It’s been a hell of a year. Pardon me while I lay it all out to dry.

A month after I sign my first lease, my boss dies.

You read that, and you don’t get it. She isn’t just my boss; she’s my professional mentor and the company is my family. It feels more appropriate to say The family patriarch dies. As a result, the empire shuts down.

A month after that, Pop dies.

He, too, is the family patriarch. I say that and you get it now. Unemployment ensues, and I encounter expensive car repairs (thanks, Mom and Dad*) and disintegrated friendship.

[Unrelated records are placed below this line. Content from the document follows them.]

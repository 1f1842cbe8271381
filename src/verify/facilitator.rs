//! Facilitator-backed proof verification.
//!
//! Posts the proof and the requirement it should settle to
//! `<facilitator_url>/verify` and relays the facilitator's verdict. Any
//! transport failure, non-success status, or timeout yields an unverified
//! result so the gate re-emits the 402 (fail-closed).

use crate::chains::Chain;
use crate::config::GateConfig;
use crate::error::{Error, Result};
use crate::proof::ProofOfPayment;
use crate::requirement::PaymentRequirement;
use crate::verify::verifier::{ProofVerifier, VerificationResult};
use serde::{Deserialize, Serialize};
use sha2::{Digest, Sha256};
use std::time::Duration;
use tracing::{debug, warn};

/// Configuration for the facilitator verifier.
#[derive(Debug, Clone)]
pub struct FacilitatorConfig {
    /// Facilitator base URL.
    pub base_url: String,
    /// Timeout for the verification round-trip. Expiry counts as
    /// unverified.
    pub timeout: Duration,
    /// Require the facilitator round-trip. When false, any non-empty proof
    /// is accepted without contacting the facilitator (development only -
    /// insecure). Note that non-strict acceptances mint a fresh synthetic
    /// reference on every call, so the replay guard and the ledger's unique
    /// reference constraint never deduplicate a resubmitted proof in that
    /// mode.
    pub strict: bool,
}

impl Default for FacilitatorConfig {
    fn default() -> Self {
        Self {
            base_url: crate::config::DEFAULT_FACILITATOR_URL.to_string(),
            timeout: Duration::from_secs(30),
            strict: false,
        }
    }
}

impl From<&GateConfig> for FacilitatorConfig {
    fn from(config: &GateConfig) -> Self {
        Self {
            base_url: config.facilitator_url.clone(),
            timeout: config.verify_timeout(),
            strict: config.strict_verify,
        }
    }
}

/// Request body sent to the facilitator's `/verify` endpoint.
#[derive(Debug, Serialize)]
struct VerifyRequest<'a> {
    #[serde(rename = "paymentHeader")]
    payment_header: &'a str,
    requirement: &'a PaymentRequirement,
}

/// Verdict returned by the facilitator.
#[derive(Debug, Deserialize)]
struct VerifyResponse {
    verified: bool,
    #[serde(default)]
    chain: Option<Chain>,
    #[serde(rename = "txHash", default)]
    tx_hash: Option<String>,
}

/// Proof verifier that delegates to an external facilitator service.
pub struct FacilitatorVerifier {
    config: FacilitatorConfig,
    client: reqwest::Client,
}

impl FacilitatorVerifier {
    /// Create a new facilitator verifier.
    ///
    /// # Errors
    ///
    /// Returns an error if the HTTP client fails to initialize.
    pub fn new(config: FacilitatorConfig) -> Result<Self> {
        let client = reqwest::Client::builder()
            .timeout(config.timeout)
            .build()
            .map_err(|e| Error::Verification(format!("failed to build HTTP client: {e}")))?;

        if !config.strict {
            warn!(
                "strict verification disabled - any non-empty proof will be accepted (INSECURE, \
                 development only)"
            );
        }

        Ok(Self { config, client })
    }

    /// Whether this verifier performs a real facilitator round-trip.
    #[must_use]
    pub fn is_strict(&self) -> bool {
        self.config.strict
    }

    /// The configured facilitator base URL.
    #[must_use]
    pub fn base_url(&self) -> &str {
        &self.config.base_url
    }

    async fn verify_with_facilitator(
        &self,
        proof: &ProofOfPayment,
        requirement: &PaymentRequirement,
    ) -> VerificationResult {
        let url = format!("{}/verify", self.config.base_url.trim_end_matches('/'));
        let body = VerifyRequest {
            payment_header: proof.as_str(),
            requirement,
        };

        let request = self.client.post(&url).json(&body).send();
        let response = match tokio::time::timeout(self.config.timeout, request).await {
            Ok(Ok(response)) => response,
            Ok(Err(e)) => {
                warn!("facilitator request to {url} failed: {e}");
                return VerificationResult::unverified();
            }
            Err(_) => {
                warn!("facilitator request to {url} timed out");
                return VerificationResult::unverified();
            }
        };

        if !response.status().is_success() {
            warn!(
                "facilitator at {url} answered status {}",
                response.status()
            );
            return VerificationResult::unverified();
        }

        match response.json::<VerifyResponse>().await {
            Ok(verdict) => result_from_verdict(verdict, proof),
            Err(e) => {
                warn!("unparseable facilitator response: {e}");
                VerificationResult::unverified()
            }
        }
    }
}

/// Map a facilitator verdict onto a verification result. A positive verdict
/// without a transaction hash still settles, under a synthetic reference.
fn result_from_verdict(verdict: VerifyResponse, proof: &ProofOfPayment) -> VerificationResult {
    if !verdict.verified {
        debug!("facilitator rejected proof");
        return VerificationResult::unverified();
    }
    let chain = verdict.chain.unwrap_or(Chain::Evm);
    let reference = verdict
        .tx_hash
        .unwrap_or_else(|| synthetic_reference(proof));
    debug!("facilitator verified proof on {chain}, reference {reference}");
    VerificationResult::settled(chain, reference)
}

#[async_trait::async_trait]
impl ProofVerifier for FacilitatorVerifier {
    async fn verify(
        &self,
        proof: &ProofOfPayment,
        requirement: &PaymentRequirement,
    ) -> Result<VerificationResult> {
        if self.config.strict {
            return Ok(self.verify_with_facilitator(proof, requirement).await);
        }

        // Development mode: accept without a facilitator round-trip.
        warn!(
            "accepting proof without facilitator verification (strict_verify = false, INSECURE)"
        );
        Ok(VerificationResult::settled(
            Chain::Evm,
            synthetic_reference(proof),
        ))
    }
}

/// Synthetic settlement reference for development-mode acceptances and
/// facilitator verdicts that omit a transaction hash.
fn synthetic_reference(proof: &ProofOfPayment) -> String {
    let nanos = chrono::Utc::now()
        .timestamp_nanos_opt()
        .unwrap_or_default();
    let mut hasher = Sha256::new();
    hasher.update(proof.as_str().as_bytes());
    hasher.update(nanos.to_be_bytes());
    let digest = hasher.finalize();
    format!("dev-{}", hex::encode(&digest[..8]))
}

#[cfg(test)]
#[allow(clippy::expect_used)]
mod tests {
    use super::*;
    use crate::requirement::{RequirementBuilder, RequirementOptions};

    fn requirement() -> PaymentRequirement {
        let config = GateConfig {
            platform_wallet_evm: Some("0xplatform".to_string()),
            ..GateConfig::default()
        };
        RequirementBuilder::new(&config)
            .build(500, "Download", &RequirementOptions::default())
            .expect("build requirement")
            .body
    }

    fn proof(token: &str) -> ProofOfPayment {
        ProofOfPayment::new(token).expect("non-empty proof")
    }

    #[tokio::test]
    async fn test_dev_mode_accepts_non_empty_proof() {
        let verifier =
            FacilitatorVerifier::new(FacilitatorConfig::default()).expect("create verifier");
        assert!(!verifier.is_strict());

        let result = verifier
            .verify(&proof("anyproof"), &requirement())
            .await
            .expect("verify");
        assert!(result.verified);
        assert_eq!(result.chain, Some(Chain::Evm));
        assert!(result
            .settlement_reference
            .expect("reference")
            .starts_with("dev-"));
    }

    #[tokio::test]
    async fn test_strict_mode_fails_closed_on_unreachable_facilitator() {
        let config = FacilitatorConfig {
            base_url: "http://127.0.0.1:1".to_string(),
            timeout: Duration::from_millis(500),
            strict: true,
        };
        let verifier = FacilitatorVerifier::new(config).expect("create verifier");

        let result = verifier
            .verify(&proof("anyproof"), &requirement())
            .await
            .expect("fail-closed, not an error");
        assert!(!result.verified);
    }

    #[tokio::test]
    async fn test_strict_mode_relays_facilitator_verdict() {
        use tokio::io::{AsyncReadExt, AsyncWriteExt};

        let listener = tokio::net::TcpListener::bind("127.0.0.1:0")
            .await
            .expect("bind");
        let addr = listener.local_addr().expect("local addr");
        let server = tokio::spawn(async move {
            let (mut socket, _) = listener.accept().await.expect("accept");
            // The request body is JSON, so it ends with a closing brace.
            let mut received = Vec::new();
            let mut buf = [0_u8; 1024];
            loop {
                let n = socket.read(&mut buf).await.expect("read");
                received.extend_from_slice(&buf[..n]);
                if n == 0 || received.ends_with(b"}") {
                    break;
                }
            }
            let body = r#"{"verified":true,"chain":"solana","txHash":"0xdeadbeef"}"#;
            let response = format!(
                "HTTP/1.1 200 OK\r\ncontent-type: application/json\r\n\
                 content-length: {}\r\nconnection: close\r\n\r\n{body}",
                body.len()
            );
            socket
                .write_all(response.as_bytes())
                .await
                .expect("write response");
            received
        });

        let config = FacilitatorConfig {
            base_url: format!("http://{addr}"),
            timeout: Duration::from_secs(5),
            strict: true,
        };
        let verifier = FacilitatorVerifier::new(config).expect("create verifier");
        let result = verifier
            .verify(&proof("realproof"), &requirement())
            .await
            .expect("verify");

        assert!(result.verified);
        assert_eq!(result.chain, Some(Chain::Solana));
        assert_eq!(result.settlement_reference.as_deref(), Some("0xdeadbeef"));

        // The round-trip posted the proof under the expected field name.
        let received = server.await.expect("server task");
        let received = String::from_utf8_lossy(&received);
        assert!(received.contains("POST /verify"));
        assert!(received.contains("\"paymentHeader\":\"realproof\""));
    }

    #[test]
    fn test_verdict_with_tx_hash_settles_on_reported_chain() {
        let verdict = VerifyResponse {
            verified: true,
            chain: Some(Chain::Solana),
            tx_hash: Some("0xabc".to_string()),
        };
        let result = result_from_verdict(verdict, &proof("tok"));
        assert!(result.verified);
        assert_eq!(result.chain, Some(Chain::Solana));
        assert_eq!(result.settlement_reference.as_deref(), Some("0xabc"));
    }

    #[test]
    fn test_verdict_without_tx_hash_gets_synthetic_reference() {
        let verdict = VerifyResponse {
            verified: true,
            chain: None,
            tx_hash: None,
        };
        let result = result_from_verdict(verdict, &proof("tok"));
        assert!(result.verified);
        assert_eq!(result.chain, Some(Chain::Evm));
        assert!(result
            .settlement_reference
            .expect("reference")
            .starts_with("dev-"));
    }

    #[test]
    fn test_negative_verdict_is_unverified() {
        let verdict = VerifyResponse {
            verified: false,
            chain: Some(Chain::Evm),
            tx_hash: Some("0xabc".to_string()),
        };
        let result = result_from_verdict(verdict, &proof("tok"));
        assert!(!result.verified);
        assert!(result.settlement_reference.is_none());
    }

    #[test]
    fn test_synthetic_references_differ_per_proof() {
        let a = synthetic_reference(&proof("aaa"));
        let b = synthetic_reference(&proof("bbb"));
        assert_ne!(a, b);
        assert!(a.starts_with("dev-"));
    }

    #[test]
    fn test_synthetic_references_differ_even_for_the_same_proof() {
        // A resubmitted proof mints a fresh reference in non-strict mode,
        // so replay protection cannot key off it there.
        let p = proof("same");
        let a = synthetic_reference(&p);
        std::thread::sleep(Duration::from_millis(2));
        let b = synthetic_reference(&p);
        assert_ne!(a, b);
    }
}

It has been a year of loss. 

And still, here I am—new job, running car, less crying, same amount of sadness—and Jeff Foster’s words meet me. They always fucking meet me:

“You will lose everything. Everything that seems permanent is impermanent and will be smashed. But right now, we stand on sacred and holy ground, for that which will be lost has not yet been lost, and realising this is the key to unspeakable joy. Impermanence has already rendered everything and everyone around you so deeply holy and significant and worthy of your heartbreaking gratitude. Loss has already transfigured your life into an altar.” **

It has been a year of loss. I’ve lost precious people, but they come back to me now and again. They come back while I’m playing cards on the kitchen floor or walking through dandelions in the baseball field.

And when they come back, they return with gratitude and joy and significance. They return with life, because they return to life. To my life, completely fragile and utterly holy with the overwhelming assurance that I will lose that, too.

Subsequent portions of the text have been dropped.